[Opening Supplied information section]
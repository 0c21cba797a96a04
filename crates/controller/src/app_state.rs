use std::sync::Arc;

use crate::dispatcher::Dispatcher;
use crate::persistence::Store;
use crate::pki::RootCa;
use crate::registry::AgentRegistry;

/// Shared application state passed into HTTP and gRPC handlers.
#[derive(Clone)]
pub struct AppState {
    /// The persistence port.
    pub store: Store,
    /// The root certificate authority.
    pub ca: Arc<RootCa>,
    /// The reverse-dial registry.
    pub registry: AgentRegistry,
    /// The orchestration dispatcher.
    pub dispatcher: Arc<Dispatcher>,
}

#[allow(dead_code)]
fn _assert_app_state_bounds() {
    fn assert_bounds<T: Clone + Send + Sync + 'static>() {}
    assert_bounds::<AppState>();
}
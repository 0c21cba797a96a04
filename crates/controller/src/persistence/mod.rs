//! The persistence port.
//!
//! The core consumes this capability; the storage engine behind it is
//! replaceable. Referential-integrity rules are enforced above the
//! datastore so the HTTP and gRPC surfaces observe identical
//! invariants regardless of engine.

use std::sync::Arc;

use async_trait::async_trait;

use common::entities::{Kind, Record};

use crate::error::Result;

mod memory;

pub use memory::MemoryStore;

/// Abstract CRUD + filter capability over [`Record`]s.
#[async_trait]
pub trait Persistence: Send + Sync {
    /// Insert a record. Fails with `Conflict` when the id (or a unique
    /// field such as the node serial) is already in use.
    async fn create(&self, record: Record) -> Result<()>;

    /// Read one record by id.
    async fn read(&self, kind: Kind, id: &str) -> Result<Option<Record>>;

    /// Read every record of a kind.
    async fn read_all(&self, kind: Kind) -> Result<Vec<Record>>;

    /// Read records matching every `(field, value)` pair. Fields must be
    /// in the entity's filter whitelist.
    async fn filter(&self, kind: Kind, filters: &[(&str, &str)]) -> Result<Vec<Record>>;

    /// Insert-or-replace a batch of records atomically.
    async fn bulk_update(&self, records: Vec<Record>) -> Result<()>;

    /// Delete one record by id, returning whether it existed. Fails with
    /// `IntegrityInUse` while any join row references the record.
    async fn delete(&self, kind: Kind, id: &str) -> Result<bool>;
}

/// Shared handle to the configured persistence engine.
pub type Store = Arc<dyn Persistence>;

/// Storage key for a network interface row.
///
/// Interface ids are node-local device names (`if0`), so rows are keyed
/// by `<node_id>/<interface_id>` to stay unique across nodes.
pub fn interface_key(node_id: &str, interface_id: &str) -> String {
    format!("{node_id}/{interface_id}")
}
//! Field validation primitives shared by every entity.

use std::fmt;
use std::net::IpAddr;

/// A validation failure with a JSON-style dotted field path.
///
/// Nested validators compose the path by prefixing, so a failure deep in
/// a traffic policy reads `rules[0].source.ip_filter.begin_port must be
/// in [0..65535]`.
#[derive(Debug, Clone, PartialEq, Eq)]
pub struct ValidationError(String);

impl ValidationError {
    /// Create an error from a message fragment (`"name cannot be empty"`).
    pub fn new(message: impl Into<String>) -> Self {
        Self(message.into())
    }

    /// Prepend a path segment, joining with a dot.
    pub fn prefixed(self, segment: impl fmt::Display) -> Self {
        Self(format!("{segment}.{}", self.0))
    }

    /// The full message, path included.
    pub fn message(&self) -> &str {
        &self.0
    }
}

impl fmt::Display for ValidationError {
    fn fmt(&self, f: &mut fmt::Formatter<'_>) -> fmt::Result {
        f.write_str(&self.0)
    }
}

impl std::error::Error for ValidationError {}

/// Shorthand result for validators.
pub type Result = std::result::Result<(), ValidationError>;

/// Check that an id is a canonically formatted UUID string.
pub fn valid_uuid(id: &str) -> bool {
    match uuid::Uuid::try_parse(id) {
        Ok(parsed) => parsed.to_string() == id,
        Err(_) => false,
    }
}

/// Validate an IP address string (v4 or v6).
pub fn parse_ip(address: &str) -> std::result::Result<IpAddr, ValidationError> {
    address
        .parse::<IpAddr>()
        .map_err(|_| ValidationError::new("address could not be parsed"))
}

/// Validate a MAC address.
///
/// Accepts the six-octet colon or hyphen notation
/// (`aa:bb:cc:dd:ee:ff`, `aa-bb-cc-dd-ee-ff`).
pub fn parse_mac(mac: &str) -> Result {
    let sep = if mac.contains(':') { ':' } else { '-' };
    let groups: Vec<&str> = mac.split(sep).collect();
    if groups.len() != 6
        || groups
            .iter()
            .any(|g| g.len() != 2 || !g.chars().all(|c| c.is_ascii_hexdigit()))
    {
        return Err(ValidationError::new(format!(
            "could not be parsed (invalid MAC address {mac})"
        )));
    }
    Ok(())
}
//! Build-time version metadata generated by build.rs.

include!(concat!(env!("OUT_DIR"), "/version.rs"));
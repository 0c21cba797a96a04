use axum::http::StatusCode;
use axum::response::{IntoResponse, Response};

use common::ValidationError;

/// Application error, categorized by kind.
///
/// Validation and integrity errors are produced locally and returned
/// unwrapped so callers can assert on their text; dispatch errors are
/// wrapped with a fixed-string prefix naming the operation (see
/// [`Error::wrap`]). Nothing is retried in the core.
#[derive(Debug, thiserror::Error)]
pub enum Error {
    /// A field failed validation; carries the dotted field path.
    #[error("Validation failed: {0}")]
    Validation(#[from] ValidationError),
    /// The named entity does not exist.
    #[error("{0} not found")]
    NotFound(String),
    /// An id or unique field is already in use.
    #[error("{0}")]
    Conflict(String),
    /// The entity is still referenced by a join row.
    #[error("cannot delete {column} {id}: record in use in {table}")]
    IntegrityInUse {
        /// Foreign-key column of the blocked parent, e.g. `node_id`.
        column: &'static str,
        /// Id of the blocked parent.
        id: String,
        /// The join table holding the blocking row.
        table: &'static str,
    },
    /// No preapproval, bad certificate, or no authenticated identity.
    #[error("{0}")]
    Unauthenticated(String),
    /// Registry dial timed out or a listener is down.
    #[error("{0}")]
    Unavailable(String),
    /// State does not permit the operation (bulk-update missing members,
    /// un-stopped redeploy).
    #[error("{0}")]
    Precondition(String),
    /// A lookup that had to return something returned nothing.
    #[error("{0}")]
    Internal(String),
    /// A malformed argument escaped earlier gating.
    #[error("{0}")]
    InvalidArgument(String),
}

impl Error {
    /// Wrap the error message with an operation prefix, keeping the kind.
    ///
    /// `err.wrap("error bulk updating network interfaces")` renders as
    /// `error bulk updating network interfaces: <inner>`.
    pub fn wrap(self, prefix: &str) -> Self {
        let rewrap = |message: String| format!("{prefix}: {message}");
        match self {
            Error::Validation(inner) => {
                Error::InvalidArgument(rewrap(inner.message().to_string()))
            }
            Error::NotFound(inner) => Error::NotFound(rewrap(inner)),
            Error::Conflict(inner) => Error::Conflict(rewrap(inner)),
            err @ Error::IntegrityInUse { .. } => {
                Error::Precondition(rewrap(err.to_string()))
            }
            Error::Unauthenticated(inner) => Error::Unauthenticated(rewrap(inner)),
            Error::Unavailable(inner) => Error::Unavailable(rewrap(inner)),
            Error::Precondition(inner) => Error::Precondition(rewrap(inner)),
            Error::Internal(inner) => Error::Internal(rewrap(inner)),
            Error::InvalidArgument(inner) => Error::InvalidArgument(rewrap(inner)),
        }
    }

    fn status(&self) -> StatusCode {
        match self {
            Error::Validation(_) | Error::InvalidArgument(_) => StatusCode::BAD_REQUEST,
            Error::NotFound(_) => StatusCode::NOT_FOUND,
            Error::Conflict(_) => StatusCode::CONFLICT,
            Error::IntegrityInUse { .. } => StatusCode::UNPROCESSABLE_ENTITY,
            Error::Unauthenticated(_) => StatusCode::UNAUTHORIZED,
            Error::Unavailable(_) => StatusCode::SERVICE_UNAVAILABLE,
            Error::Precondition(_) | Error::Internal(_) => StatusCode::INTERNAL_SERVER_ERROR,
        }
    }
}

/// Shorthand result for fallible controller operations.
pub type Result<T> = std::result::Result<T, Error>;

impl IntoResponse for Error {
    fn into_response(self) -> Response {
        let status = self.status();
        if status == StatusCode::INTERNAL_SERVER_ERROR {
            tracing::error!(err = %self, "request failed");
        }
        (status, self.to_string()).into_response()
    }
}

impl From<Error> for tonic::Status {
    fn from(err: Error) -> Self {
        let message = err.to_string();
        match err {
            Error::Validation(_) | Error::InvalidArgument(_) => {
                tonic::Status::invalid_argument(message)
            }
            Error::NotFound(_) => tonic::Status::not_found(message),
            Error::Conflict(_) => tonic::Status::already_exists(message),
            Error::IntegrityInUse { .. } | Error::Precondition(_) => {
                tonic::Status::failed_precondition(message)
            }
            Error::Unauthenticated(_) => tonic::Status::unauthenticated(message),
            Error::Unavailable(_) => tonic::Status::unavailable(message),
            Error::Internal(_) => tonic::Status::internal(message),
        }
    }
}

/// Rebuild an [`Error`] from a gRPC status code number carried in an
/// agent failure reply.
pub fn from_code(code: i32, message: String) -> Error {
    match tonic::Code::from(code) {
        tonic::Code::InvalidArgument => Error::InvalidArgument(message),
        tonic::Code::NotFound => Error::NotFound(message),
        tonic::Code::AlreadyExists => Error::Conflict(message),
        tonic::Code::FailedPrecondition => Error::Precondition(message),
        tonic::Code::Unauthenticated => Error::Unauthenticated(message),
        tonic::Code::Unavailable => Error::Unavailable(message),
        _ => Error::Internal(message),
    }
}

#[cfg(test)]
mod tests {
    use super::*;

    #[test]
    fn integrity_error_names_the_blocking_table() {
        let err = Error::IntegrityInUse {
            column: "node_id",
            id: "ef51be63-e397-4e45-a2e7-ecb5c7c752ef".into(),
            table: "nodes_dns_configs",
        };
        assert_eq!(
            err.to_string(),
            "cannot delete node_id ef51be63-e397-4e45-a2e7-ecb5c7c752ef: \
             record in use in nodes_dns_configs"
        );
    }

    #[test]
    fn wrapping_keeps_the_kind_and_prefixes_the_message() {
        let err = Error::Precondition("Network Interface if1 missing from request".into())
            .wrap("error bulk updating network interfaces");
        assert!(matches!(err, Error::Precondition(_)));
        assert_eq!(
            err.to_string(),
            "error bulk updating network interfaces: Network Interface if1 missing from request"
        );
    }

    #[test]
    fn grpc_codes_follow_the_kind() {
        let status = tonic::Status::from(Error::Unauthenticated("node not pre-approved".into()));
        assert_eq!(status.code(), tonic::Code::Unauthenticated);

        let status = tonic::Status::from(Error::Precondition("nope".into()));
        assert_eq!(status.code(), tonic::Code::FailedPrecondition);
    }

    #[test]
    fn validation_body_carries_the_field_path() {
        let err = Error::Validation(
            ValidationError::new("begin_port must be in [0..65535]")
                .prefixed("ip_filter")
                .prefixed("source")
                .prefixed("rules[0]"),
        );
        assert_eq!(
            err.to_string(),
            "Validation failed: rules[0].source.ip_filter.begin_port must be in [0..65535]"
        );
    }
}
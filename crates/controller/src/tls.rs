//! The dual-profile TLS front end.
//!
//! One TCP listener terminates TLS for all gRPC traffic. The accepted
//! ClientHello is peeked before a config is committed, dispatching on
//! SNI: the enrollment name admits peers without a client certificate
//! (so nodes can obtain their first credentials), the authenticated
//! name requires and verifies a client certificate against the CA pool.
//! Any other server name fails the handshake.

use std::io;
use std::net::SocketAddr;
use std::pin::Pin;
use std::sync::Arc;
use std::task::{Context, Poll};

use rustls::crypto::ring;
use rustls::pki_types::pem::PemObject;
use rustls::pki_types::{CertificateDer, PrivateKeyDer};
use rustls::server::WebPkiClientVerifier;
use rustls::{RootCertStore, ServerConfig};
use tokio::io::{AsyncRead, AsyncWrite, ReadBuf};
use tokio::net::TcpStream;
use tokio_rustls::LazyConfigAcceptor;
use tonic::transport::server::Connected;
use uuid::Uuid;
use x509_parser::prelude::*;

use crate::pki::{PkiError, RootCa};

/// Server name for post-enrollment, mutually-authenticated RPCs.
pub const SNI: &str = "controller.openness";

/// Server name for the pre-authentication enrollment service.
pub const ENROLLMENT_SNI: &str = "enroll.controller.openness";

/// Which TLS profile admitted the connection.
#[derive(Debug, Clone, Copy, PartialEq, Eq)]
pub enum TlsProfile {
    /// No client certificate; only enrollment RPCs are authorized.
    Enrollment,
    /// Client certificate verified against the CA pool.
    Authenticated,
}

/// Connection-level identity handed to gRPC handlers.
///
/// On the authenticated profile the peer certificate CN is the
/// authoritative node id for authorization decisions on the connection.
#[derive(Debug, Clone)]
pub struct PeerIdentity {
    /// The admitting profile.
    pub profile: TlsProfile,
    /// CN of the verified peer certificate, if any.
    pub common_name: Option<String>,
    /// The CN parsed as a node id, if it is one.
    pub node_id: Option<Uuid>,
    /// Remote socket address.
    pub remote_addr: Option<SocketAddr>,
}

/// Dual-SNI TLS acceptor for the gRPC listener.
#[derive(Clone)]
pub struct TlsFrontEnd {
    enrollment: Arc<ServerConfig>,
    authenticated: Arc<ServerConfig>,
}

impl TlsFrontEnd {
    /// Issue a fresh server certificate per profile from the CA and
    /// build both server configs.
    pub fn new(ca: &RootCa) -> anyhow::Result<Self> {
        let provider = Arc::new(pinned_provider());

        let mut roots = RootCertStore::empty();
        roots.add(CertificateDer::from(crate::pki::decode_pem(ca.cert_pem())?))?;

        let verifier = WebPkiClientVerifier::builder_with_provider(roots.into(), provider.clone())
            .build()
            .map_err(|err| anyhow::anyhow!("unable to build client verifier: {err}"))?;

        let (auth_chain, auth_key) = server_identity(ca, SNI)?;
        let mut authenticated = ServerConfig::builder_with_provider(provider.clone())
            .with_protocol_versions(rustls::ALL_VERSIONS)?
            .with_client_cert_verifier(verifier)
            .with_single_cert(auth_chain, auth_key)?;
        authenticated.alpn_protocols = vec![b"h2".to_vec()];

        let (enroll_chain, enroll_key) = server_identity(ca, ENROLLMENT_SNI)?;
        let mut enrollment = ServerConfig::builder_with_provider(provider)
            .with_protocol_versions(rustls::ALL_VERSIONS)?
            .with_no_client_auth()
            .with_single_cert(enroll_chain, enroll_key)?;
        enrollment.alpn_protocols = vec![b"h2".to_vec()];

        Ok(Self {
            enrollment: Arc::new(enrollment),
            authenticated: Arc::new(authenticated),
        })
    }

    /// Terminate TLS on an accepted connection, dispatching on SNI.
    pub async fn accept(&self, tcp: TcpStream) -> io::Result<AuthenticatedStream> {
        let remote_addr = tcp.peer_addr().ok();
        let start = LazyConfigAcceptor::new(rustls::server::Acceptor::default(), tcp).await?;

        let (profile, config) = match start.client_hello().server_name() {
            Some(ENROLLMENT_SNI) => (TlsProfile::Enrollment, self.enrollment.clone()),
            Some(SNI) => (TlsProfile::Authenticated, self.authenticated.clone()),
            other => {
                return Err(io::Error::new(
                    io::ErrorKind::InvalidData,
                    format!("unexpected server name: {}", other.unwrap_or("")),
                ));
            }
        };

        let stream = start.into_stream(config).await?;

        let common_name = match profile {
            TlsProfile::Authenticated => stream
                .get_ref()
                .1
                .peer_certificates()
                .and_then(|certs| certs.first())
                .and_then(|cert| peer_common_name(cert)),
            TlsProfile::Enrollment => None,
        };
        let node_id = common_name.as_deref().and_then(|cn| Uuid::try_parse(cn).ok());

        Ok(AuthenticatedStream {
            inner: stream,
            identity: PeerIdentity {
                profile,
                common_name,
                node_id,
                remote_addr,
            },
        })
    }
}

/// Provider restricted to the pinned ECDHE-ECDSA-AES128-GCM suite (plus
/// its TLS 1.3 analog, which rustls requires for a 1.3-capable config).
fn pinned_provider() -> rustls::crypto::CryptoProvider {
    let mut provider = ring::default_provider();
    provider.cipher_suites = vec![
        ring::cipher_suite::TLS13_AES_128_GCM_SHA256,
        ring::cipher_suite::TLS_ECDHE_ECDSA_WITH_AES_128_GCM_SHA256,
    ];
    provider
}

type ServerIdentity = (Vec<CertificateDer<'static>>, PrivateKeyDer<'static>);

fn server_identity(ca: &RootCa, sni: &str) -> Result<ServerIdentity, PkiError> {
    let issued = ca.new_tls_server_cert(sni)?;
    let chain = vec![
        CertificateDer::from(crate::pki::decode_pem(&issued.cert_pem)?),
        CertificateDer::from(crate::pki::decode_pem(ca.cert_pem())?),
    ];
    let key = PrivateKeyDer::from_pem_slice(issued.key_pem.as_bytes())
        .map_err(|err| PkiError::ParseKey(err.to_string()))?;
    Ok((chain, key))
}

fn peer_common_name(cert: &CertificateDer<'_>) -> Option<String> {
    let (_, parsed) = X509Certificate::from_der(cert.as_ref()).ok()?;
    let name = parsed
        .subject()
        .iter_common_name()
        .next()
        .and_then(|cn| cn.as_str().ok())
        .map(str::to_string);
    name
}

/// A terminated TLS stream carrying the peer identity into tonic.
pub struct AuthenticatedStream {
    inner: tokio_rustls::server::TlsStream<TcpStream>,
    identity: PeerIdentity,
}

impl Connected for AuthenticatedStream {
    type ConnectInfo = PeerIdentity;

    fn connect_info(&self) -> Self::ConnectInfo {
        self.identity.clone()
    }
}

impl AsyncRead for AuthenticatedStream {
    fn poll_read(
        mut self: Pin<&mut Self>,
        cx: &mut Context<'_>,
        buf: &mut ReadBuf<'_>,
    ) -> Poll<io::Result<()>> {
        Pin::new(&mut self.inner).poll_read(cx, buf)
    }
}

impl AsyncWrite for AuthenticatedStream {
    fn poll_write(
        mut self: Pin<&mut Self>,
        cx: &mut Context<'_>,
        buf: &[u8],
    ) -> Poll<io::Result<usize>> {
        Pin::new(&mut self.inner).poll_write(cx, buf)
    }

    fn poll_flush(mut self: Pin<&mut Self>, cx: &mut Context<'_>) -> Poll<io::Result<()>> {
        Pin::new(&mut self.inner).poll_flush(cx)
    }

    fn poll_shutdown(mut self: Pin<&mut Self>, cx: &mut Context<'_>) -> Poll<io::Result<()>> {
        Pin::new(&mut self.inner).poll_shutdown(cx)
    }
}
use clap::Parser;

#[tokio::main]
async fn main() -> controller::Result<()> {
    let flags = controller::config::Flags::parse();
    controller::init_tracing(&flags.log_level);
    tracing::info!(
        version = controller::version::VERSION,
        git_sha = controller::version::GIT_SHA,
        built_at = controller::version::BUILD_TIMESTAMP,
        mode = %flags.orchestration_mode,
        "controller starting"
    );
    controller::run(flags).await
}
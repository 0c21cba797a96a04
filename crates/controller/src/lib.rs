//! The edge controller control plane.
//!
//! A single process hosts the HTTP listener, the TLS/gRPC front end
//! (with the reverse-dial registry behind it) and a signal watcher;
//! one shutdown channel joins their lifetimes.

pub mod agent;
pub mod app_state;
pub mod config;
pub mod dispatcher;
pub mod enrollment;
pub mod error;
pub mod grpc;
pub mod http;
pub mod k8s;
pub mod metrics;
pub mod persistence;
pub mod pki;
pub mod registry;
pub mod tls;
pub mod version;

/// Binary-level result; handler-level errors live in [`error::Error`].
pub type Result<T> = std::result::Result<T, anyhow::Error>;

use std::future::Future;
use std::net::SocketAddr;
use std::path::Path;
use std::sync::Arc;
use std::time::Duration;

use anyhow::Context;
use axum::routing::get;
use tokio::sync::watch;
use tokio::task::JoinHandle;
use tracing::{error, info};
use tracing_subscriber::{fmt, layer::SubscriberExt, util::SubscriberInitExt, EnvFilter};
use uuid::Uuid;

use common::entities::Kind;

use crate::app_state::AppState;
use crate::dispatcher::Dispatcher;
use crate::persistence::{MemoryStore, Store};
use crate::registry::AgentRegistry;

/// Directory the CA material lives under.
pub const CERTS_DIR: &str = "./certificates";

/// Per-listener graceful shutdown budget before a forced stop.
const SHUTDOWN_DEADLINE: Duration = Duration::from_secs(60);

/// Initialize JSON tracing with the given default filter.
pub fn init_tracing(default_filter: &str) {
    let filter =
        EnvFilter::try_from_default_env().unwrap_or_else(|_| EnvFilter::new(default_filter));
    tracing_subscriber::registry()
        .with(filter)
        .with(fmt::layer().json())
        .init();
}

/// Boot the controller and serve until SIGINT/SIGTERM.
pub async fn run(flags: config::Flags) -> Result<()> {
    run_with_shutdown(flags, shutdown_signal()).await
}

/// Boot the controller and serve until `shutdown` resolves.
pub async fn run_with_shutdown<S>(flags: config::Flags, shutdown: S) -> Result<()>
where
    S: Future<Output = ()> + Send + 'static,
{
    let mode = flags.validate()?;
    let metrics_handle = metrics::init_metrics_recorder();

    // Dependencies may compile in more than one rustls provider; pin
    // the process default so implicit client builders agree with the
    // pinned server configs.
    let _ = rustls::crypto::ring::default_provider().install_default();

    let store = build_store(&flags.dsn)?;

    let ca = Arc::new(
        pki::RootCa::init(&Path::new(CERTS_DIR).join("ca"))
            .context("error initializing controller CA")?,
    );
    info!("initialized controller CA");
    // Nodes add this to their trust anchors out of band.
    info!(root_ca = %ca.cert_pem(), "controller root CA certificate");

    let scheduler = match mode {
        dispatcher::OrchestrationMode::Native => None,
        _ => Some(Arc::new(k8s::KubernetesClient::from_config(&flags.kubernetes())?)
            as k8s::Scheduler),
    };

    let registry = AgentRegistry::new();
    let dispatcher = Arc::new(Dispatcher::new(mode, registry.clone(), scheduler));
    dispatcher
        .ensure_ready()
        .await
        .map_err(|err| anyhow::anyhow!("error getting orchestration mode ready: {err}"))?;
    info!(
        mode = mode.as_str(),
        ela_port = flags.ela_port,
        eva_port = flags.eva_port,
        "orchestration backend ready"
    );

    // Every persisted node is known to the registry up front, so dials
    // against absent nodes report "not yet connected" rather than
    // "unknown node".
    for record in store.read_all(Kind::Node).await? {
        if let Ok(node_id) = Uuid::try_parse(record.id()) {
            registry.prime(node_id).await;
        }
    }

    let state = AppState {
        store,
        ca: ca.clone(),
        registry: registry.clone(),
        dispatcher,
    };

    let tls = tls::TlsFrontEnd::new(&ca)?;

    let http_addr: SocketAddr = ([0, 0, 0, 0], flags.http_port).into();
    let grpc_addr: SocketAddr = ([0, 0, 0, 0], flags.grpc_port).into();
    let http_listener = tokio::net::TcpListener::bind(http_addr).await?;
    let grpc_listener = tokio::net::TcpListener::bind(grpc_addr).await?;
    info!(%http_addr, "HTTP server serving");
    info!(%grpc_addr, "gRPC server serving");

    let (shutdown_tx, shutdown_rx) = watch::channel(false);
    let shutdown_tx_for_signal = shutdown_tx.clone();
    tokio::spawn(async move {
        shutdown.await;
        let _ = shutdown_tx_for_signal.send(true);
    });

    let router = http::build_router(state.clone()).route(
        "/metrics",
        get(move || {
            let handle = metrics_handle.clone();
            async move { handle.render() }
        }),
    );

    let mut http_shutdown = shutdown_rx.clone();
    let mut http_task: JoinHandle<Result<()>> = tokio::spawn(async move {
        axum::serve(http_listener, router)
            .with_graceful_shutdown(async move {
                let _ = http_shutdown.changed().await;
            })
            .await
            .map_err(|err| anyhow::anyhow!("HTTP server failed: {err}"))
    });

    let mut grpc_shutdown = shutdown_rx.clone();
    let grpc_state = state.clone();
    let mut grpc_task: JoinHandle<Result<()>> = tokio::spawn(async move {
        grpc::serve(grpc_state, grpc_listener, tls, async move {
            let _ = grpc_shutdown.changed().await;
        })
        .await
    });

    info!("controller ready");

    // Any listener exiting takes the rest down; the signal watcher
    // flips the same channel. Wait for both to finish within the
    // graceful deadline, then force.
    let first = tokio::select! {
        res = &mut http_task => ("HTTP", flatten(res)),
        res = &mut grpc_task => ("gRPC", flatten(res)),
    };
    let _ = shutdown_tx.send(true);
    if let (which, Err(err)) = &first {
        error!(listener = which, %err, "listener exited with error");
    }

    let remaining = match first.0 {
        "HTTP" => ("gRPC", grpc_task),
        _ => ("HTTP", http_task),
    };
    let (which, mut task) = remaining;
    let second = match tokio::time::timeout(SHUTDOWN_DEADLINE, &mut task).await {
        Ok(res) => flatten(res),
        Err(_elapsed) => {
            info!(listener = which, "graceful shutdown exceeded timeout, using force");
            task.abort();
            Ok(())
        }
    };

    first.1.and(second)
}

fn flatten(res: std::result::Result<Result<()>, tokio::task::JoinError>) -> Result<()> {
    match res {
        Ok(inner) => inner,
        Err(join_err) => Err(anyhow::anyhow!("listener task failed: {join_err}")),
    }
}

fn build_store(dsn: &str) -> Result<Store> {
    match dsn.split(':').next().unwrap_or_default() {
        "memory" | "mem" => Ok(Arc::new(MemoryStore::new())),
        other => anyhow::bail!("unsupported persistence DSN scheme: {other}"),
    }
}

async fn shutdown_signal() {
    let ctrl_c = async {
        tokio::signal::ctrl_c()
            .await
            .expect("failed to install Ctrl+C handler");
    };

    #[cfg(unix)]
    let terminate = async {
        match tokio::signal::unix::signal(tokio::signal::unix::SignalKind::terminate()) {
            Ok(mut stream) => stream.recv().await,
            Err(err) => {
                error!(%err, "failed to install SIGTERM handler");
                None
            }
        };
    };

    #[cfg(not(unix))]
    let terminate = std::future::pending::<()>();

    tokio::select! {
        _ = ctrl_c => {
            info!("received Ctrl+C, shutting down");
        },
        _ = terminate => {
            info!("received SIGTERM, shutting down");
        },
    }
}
[Closing Supplied information section]
Required work => Return, line for line and unchanged, the data from its first line through the line containing "root certificate authority.".

Answer box =>
repository 0c21cba797a96a04
filename crates/controller/src/app_state.rs
use std::sync::Arc;

use crate::dispatcher::Dispatcher;
use crate::persistence::Store;
use crate::pki::RootCa;
use crate::registry::AgentRegistry;

/// Shared application state passed into HTTP and gRPC handlers.
#[derive(Clone)]
pub struct AppState {
    /// The persistence port.
    pub store: Store,
    /// The root certificate authority.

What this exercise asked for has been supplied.